Report back each line of the records that contains the string "ProcessingContext".

***** Given data

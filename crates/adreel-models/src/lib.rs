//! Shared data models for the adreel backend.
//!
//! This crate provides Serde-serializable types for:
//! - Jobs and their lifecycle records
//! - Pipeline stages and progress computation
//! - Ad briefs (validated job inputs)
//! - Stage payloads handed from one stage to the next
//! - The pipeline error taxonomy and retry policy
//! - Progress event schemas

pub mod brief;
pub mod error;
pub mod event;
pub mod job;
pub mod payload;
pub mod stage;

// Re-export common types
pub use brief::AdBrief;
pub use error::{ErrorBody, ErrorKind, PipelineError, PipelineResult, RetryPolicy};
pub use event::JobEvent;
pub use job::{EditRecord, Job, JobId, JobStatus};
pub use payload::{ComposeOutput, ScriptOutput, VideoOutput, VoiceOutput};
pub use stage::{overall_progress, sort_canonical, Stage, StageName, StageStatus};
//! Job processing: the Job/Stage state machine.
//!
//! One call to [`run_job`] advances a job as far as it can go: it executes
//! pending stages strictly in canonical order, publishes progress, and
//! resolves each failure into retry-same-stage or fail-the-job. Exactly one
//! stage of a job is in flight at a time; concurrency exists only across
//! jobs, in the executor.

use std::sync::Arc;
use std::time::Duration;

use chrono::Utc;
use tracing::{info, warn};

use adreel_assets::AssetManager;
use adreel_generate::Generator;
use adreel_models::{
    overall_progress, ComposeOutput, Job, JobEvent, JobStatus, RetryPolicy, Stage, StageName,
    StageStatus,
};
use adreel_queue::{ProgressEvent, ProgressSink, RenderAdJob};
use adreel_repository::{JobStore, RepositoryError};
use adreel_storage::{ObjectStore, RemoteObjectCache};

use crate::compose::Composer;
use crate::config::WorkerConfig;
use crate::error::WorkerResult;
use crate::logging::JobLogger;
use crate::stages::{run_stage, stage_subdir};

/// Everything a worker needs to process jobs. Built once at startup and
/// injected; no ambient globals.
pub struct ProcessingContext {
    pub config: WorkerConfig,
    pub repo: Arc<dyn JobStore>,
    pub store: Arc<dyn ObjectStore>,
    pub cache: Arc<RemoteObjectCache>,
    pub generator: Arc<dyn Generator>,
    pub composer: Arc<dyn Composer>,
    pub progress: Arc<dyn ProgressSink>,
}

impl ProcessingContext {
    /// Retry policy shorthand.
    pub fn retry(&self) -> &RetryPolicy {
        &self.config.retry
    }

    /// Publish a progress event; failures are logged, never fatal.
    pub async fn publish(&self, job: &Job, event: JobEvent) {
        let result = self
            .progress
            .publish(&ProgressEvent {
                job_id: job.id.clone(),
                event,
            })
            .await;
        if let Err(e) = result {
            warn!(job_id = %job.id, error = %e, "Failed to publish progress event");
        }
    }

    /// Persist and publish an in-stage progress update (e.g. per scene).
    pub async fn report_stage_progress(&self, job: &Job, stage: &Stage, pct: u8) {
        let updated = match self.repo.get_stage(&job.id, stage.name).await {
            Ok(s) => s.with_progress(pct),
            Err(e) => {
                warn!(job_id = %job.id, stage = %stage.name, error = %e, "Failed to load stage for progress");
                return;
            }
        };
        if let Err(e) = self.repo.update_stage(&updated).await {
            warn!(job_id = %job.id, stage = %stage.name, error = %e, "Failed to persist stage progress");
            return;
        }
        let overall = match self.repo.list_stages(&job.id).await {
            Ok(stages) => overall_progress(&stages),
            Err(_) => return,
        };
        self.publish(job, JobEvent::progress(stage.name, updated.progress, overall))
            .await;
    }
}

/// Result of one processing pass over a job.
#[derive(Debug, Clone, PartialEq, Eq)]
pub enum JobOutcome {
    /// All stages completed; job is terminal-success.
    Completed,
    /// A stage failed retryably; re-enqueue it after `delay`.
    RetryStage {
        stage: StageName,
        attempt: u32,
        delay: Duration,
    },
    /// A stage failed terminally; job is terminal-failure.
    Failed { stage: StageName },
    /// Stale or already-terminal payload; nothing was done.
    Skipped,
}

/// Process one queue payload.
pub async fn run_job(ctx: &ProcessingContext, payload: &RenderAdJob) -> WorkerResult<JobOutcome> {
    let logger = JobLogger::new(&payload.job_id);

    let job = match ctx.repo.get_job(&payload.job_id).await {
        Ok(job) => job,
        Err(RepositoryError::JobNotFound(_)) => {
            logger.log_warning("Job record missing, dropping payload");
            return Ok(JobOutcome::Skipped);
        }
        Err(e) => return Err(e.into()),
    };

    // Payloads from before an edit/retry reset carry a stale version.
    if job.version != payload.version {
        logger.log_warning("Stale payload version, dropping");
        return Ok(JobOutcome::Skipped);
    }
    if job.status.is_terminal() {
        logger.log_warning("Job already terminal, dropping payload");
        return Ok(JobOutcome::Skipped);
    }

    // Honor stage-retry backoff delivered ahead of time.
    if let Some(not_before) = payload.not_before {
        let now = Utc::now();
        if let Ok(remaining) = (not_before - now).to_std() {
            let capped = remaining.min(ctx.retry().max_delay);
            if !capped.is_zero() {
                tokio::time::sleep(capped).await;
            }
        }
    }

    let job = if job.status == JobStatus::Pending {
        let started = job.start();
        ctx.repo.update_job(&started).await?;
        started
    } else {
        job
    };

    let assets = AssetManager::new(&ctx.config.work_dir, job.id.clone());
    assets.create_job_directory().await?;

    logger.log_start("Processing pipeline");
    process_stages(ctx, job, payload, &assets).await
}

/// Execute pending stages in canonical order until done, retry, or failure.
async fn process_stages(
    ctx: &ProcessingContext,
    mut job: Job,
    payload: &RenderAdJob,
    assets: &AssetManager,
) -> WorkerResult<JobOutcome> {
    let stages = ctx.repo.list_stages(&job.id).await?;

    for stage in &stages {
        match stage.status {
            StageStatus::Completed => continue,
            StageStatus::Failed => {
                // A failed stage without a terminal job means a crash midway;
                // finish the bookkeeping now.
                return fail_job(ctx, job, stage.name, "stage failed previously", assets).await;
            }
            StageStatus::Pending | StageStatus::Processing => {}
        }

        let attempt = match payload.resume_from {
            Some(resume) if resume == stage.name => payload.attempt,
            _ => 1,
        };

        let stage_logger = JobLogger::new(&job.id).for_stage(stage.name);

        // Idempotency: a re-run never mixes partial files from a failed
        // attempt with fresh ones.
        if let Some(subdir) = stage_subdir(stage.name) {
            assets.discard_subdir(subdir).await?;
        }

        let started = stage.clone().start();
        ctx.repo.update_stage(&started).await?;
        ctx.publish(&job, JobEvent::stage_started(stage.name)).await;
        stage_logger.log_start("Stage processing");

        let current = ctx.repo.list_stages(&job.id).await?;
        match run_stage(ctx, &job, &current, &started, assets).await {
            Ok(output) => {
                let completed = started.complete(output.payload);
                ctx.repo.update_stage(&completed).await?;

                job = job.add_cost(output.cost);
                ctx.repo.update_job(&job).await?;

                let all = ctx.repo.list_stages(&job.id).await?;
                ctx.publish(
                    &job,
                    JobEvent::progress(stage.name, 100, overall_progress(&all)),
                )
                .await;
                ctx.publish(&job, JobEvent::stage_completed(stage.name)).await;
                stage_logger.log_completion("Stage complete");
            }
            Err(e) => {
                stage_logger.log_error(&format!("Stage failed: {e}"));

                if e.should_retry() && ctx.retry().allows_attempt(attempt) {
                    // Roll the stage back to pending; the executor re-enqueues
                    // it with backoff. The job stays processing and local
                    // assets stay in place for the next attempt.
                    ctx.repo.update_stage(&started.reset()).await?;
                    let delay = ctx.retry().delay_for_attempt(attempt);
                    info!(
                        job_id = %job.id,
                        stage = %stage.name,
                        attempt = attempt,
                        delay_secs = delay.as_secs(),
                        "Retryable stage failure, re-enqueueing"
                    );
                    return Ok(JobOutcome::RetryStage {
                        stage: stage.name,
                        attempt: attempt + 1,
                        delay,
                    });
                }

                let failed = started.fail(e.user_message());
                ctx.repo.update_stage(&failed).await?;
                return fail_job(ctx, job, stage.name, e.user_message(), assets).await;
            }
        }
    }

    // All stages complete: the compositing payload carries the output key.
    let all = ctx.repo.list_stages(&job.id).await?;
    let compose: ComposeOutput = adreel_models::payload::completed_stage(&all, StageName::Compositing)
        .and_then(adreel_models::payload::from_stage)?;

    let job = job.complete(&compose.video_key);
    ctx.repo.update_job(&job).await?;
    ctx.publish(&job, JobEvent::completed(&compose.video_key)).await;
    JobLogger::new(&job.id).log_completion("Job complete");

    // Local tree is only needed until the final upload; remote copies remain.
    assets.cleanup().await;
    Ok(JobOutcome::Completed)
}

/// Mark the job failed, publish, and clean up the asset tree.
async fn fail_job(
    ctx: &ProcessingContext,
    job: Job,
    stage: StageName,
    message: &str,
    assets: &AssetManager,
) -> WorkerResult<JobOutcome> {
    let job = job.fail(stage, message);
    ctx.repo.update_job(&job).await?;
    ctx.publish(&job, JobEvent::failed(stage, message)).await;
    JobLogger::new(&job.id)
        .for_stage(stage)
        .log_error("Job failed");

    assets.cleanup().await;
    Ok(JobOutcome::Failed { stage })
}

**********
***** Given data

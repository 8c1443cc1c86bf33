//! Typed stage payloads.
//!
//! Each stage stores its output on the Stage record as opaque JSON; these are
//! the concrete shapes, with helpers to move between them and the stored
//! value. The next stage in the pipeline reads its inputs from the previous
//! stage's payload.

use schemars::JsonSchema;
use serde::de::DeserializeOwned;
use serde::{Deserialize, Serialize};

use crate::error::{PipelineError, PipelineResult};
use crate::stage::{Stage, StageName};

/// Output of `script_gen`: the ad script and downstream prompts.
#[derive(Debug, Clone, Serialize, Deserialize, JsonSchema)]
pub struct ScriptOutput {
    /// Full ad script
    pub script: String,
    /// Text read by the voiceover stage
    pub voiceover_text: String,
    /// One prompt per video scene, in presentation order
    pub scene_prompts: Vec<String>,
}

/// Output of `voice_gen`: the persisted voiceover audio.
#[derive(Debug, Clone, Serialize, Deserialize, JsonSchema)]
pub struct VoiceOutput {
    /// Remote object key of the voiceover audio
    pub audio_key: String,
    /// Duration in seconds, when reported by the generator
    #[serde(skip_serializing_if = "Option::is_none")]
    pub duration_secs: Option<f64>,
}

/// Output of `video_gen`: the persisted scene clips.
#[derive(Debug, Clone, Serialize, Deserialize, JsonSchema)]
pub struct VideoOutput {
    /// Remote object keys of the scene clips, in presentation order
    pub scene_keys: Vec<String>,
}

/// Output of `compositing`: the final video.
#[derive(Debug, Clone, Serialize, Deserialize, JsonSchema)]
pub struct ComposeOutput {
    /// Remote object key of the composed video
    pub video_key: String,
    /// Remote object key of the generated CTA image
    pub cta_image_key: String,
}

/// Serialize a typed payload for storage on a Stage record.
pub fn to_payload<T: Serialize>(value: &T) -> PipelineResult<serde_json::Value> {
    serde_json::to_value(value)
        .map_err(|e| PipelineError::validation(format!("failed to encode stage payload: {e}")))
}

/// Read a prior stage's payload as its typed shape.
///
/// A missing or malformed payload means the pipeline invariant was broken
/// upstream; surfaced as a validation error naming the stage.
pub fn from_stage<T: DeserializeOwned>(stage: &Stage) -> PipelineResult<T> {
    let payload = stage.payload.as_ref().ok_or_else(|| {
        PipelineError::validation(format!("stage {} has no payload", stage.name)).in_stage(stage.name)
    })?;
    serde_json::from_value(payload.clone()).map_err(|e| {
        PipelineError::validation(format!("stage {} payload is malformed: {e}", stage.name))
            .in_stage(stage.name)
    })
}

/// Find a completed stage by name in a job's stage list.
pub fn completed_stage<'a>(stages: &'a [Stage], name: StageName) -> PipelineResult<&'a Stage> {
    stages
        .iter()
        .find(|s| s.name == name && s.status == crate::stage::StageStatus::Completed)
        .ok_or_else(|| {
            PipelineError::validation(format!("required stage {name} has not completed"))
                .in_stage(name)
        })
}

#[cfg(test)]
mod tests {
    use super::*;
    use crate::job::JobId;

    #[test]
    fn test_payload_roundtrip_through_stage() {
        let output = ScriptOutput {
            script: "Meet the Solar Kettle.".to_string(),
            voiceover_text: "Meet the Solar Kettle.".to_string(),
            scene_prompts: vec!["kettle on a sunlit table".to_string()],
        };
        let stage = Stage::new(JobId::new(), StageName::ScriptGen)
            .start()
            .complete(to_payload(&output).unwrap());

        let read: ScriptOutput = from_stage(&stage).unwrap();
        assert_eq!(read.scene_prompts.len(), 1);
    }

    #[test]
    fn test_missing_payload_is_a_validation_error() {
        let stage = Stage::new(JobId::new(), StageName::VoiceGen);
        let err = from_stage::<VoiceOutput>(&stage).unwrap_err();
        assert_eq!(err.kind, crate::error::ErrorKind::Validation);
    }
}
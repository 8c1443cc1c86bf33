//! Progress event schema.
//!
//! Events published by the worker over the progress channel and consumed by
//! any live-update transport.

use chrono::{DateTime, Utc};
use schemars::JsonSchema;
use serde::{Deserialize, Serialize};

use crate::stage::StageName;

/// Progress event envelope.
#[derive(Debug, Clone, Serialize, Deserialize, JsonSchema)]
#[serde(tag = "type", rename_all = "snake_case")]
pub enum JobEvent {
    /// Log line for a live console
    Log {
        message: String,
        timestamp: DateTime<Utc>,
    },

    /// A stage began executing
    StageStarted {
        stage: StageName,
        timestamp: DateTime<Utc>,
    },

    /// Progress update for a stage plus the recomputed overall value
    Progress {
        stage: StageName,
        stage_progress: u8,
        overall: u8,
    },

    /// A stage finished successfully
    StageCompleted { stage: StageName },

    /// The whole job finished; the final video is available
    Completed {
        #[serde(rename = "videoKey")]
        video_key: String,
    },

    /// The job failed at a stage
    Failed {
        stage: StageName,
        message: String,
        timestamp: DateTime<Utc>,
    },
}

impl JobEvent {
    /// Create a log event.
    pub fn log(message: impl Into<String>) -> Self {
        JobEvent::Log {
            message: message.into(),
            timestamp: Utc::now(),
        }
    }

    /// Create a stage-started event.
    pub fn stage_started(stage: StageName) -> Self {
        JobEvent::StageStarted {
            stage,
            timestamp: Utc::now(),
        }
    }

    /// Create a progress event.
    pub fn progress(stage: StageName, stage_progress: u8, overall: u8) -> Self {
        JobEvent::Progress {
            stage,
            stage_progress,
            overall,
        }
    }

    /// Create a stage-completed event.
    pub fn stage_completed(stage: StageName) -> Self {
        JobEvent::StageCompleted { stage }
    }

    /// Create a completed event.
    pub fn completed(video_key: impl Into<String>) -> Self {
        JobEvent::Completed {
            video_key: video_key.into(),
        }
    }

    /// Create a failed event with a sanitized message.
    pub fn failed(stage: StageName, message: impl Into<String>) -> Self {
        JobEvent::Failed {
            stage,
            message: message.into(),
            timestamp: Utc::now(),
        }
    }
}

**********

Finished task ▸
pub struct ProcessingContext {
impl ProcessingContext {
pub async fn run_job(ctx: &ProcessingContext, payload: &RenderAdJob) -> WorkerResult<JobOutcome> {
    ctx: &ProcessingContext,
    ctx: &ProcessingContext,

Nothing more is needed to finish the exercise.